A cold-start boiler is a boiler that is not damaged by letting it cool way down. Many boilers suffer excessive corrosion on the heat exchanger plates if it's allowed to drop below some minimum temperature between burns, due to the acidity of exhaust condensate (which is much more acid with oil fuels than with propane or natural gas.)
With oil boilers that temp is often 130-135F, and the usual manufacturer's recommendation for a 140F low-limit to give it some margin. This is/was particularly true for higher-mass boilers that would have a longer heat-up ramp time, with correspondingly higher condensate quantities. Many newer boilers are both lower mass and use materials a bit more condensate-tolerant on the heat exchanger plates.
Boilers with embedded coils for domestic hot water typically needed 160F or higher idling temperatures to produce reasonable hot water performance. But any oil boiler used for space heating would be fine with a 140F minimum temp, and many newer boilers are cold-start tolerant.

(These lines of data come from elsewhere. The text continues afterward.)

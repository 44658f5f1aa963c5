//! Read-Copy-Update (RCU) Synchronization
//!
//! RCU provides extremely fast read-side access to shared data structures
//! without locks. Readers proceed without synchronization overhead while
//! writers create copies, update pointers atomically, and reclaim old
//! versions after a grace period.
//!
//! Grounded on original_source `sync/rcu.h`: the header defines
//! `rcu_read_lock`/`rcu_read_unlock` as plain interrupt disable/enable
//! (a CPU with interrupts enabled cannot be mid-critical-section) and
//! declares `rcu_call`/`rcu_synchronize`, leaving grace-period bookkeeping
//! to its `.c` file. This implementation keeps this crate's own
//! grace-period design (global generation counter, per-CPU
//! last-observed-generation array, deferred callback queue) but reuses
//! `arch::x86_64::percpu::{cli_push, cli_pop, cli_depth}` for the
//! reader-side critical section instead of a separate nesting counter,
//! since that is the same interrupt-disable discipline the header
//! specifies and this crate already centralizes it there for every
//! IRQ-safe lock (section 4.D).
//!
//! - Readers call `rcu_read_lock()` / `rcu_read_unlock()` to mark critical
//!   sections (these are now thin wrappers over the percpu nesting depth).
//! - Writers call `synchronize_rcu()` to wait for all pre-existing readers
//!   to complete, or `call_rcu()` to defer cleanup to a callback.
//! - Grace period detection uses per-CPU counters: when every registered
//!   CPU has passed through a quiescent state (`rcu_quiescent()`, called
//!   from the scheduler tick when that CPU's interrupt-disable depth is
//!   zero), the grace period is complete.

use alloc::{boxed::Box, vec::Vec};
use core::sync::atomic::{AtomicU64, Ordering};

use spin::Mutex;

use crate::{arch::x86_64::percpu, config::CONFIG_MAX_CPUS};

// ---------------------------------------------------------------------------
// Per-CPU RCU state
// ---------------------------------------------------------------------------

/// Global RCU grace period counter. Incremented each time a grace period
/// completes. Writers snapshot this before waiting; when all CPUs have
/// observed a quiescent state since the snapshot, the grace period is done.
static RCU_GP_COUNTER: AtomicU64 = AtomicU64::new(0);

/// Per-CPU last-observed grace period. Updated each time a CPU passes
/// through a quiescent state.
#[allow(clippy::declare_interior_mutable_const)]
static RCU_CPU_GP: [AtomicU64; CONFIG_MAX_CPUS] = {
    const INIT: AtomicU64 = AtomicU64::new(0);
    [INIT; CONFIG_MAX_CPUS]
};

// ---------------------------------------------------------------------------
// Deferred callback queue
// ---------------------------------------------------------------------------

/// A deferred cleanup callback registered via `call_rcu()`.
struct RcuCallback {
    /// The grace period after which this callback can execute.
    target_gp: u64,
    /// The callback function.
    func: Box<dyn FnOnce() + Send>,
}

/// Queue of deferred RCU callbacks.
static RCU_CALLBACKS: Mutex<Vec<RcuCallback>> = Mutex::new(Vec::new());

// ---------------------------------------------------------------------------
// Reader API
// ---------------------------------------------------------------------------

/// Enter an RCU read-side critical section. Thin wrapper over the percpu
/// interrupt-disable nesting counter; nesting is supported because that
/// counter already supports nesting.
#[inline]
pub fn rcu_read_lock() {
    percpu::cli_push();
}

/// Exit an RCU read-side critical section.
#[inline]
pub fn rcu_read_unlock() {
    percpu::cli_pop();
}

/// Check whether the current CPU is inside an RCU read-side critical
/// section (equivalently, any IRQ-safe lock's critical section, since both
/// share the same nesting counter).
pub fn rcu_is_reading() -> bool {
    percpu::cli_depth() > 0
}

// ---------------------------------------------------------------------------
// Writer API
// ---------------------------------------------------------------------------

/// Wait for all pre-existing RCU read-side critical sections to complete.
///
/// After this function returns, it is safe to free memory that was visible
/// to readers before the call.
pub fn synchronize_rcu() {
    let target_gp = RCU_GP_COUNTER.fetch_add(1, Ordering::SeqCst) + 1;

    #[cfg(debug_assertions)]
    let mut iterations = 0u64;
    loop {
        let mut all_quiescent = true;
        for cpu in 0..CONFIG_MAX_CPUS {
            if percpu::by_id(cpu as u32).is_none() {
                // CPU never brought up; vacuously quiescent.
                continue;
            }
            let cpu_gp = RCU_CPU_GP[cpu].load(Ordering::Acquire);
            if cpu_gp < target_gp {
                all_quiescent = false;
                break;
            }
        }

        if all_quiescent {
            break;
        }

        core::hint::spin_loop();
        #[cfg(debug_assertions)]
        {
            iterations += 1;
            assert!(iterations < 100_000_000, "synchronize_rcu stalled indefinitely");
        }
    }

    process_callbacks(target_gp);
}

/// Register a deferred callback to be called after the next grace period.
///
/// The callback will be invoked after all CPUs have passed through a
/// quiescent state following this call. The callback must be `Send`
/// since it may execute on a different CPU.
pub fn call_rcu<F: FnOnce() + Send + 'static>(func: F) {
    let target_gp = RCU_GP_COUNTER.load(Ordering::Relaxed) + 1;
    let mut callbacks = RCU_CALLBACKS.lock();
    callbacks.push(RcuCallback {
        target_gp,
        func: Box::new(func),
    });
}

// ---------------------------------------------------------------------------
// Quiescent state reporting
// ---------------------------------------------------------------------------

/// Report that the current CPU has passed through a quiescent state.
///
/// Called from the scheduler tick. A CPU with interrupt-disable depth zero
/// is, by construction, not holding any RCU read-side reference.
pub fn rcu_quiescent() {
    if percpu::cli_depth() == 0 {
        let cpu = percpu::current().id as usize;
        let current_gp = RCU_GP_COUNTER.load(Ordering::Acquire);
        RCU_CPU_GP[cpu].store(current_gp, Ordering::Release);
    }
    process_callbacks(RCU_GP_COUNTER.load(Ordering::Acquire));
}

/// Process deferred callbacks whose grace periods have completed.
fn process_callbacks(completed_gp: u64) {
    let mut callbacks = RCU_CALLBACKS.lock();
    let mut i = 0;
    while i < callbacks.len() {
        if callbacks[i].target_gp <= completed_gp {
            let cb = callbacks.swap_remove(i);
            // Release lock before executing callback to avoid deadlock.
            drop(callbacks);
            (cb.func)();
            callbacks = RCU_CALLBACKS.lock();
            // Don't increment i since swap_remove moved the last element here.
        } else {
            i += 1;
        }
    }
}

#[cfg(test)]
mod tests {
    use super::*;
    use core::sync::atomic::AtomicBool;

    #[test_case]
    fn test_read_lock_tracks_depth() {
        assert!(!rcu_is_reading());
        rcu_read_lock();
        assert!(rcu_is_reading());
        rcu_read_unlock();
        assert!(!rcu_is_reading());
    }

    #[test_case]
    fn test_call_rcu_runs_after_quiescence() {
        static RAN: AtomicBool = AtomicBool::new(false);
        let target_gp = RCU_GP_COUNTER.load(Ordering::Relaxed) + 1;
        call_rcu(|| RAN.store(true, Ordering::Release));
        process_callbacks(target_gp);
        assert!(RAN.load(Ordering::Acquire));
    }
}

Even those not designed for cold-starting will not have a problem if you only cold-start it once per year, even if chronic daily cold-starting would ruin them quickly.
On p.16 of
the manual Slant Fin recommends flushing the boiler while it's still hot to get the sludge out of the bottom, then adding sodium chromate solution and bringing it fully up to temp for an hour when shutting it down for extended periods. That's a bit excessive if you're turning it off in May and firing it up again in September. It's worth doing the sludge-purge and heat-up at the end of the season, but I'm less convinced that the chromate is really necessary if it's only idle for a few months.
If you didn't purge it when you turned it off it'll still be fine, but early in the season fire it up (without pumping the water through the radiation- keep the wall thermostats turned way down or off), and purge any sludge that ended up in the bottom of the boiler. Your circulation pumps will thank you for it later.
Boilers that were also used for domestic hot water are usually ridiculously oversized for the space heating load of a typical house in CT, and will have poor as-used AFUE efficiency as a result. There are a couple of ways of improving the as-used efficiency:
A: Adding a heat-purging economizer control such as the Intellicon 3250 or Beckett Heat Manager,
....and...
B: down-firing the burner by installing a smaller jet more appropriately for your actual heat load, now that you don't need the higher-fire to keep the hot water flowing at reasonable rates.
Both are worth thinking about here.
The heat purging economizer is very low risk, and is DIY-able for those with electrical skills. They are usually good for a double-digit percentage in fuel-use savings when the boiler is 2-3x oversized for the load, and they reduce the total numbers of burns, taking some wear & tear off the boiler.
To down-size the burner jet requires a bit more analysis, (but it's analysis worth doing anyway), as well as combustion analyzer equipment. If you have the boiler serviced on a semi-regular basis they probably indicate on the service tag what size jet is installed.
If you have a fuel use history of exact fill-up dates & quantities &/or a mid-to-late winter fill-up bill with a "K-factor" and your ZIP code (for outside design temperature and weather data) we can get a very good handle on the total heat load. Odds are the smallest jet that can operate in that boiler is still more than 2x your actual heat load, but that's a lot better than 4-5x oversizing, from an operating-efficiency point of view.
The total length of baseboard on the system (per zone, if it's broken up into zones) would be also important, since too much radiation for the size of the burner jet could result chronic boiler operation at temps that are lower than prudent, and might need some near-boiler plumbing tweaks to work.
BTW: "Furnace" generally refers to a hot-air furnace that uses ducts for distributing the heat. A heating appliance using steam or pumped hot water and baseboards or radiators for delivering the heat is generally referred to as a "boiler".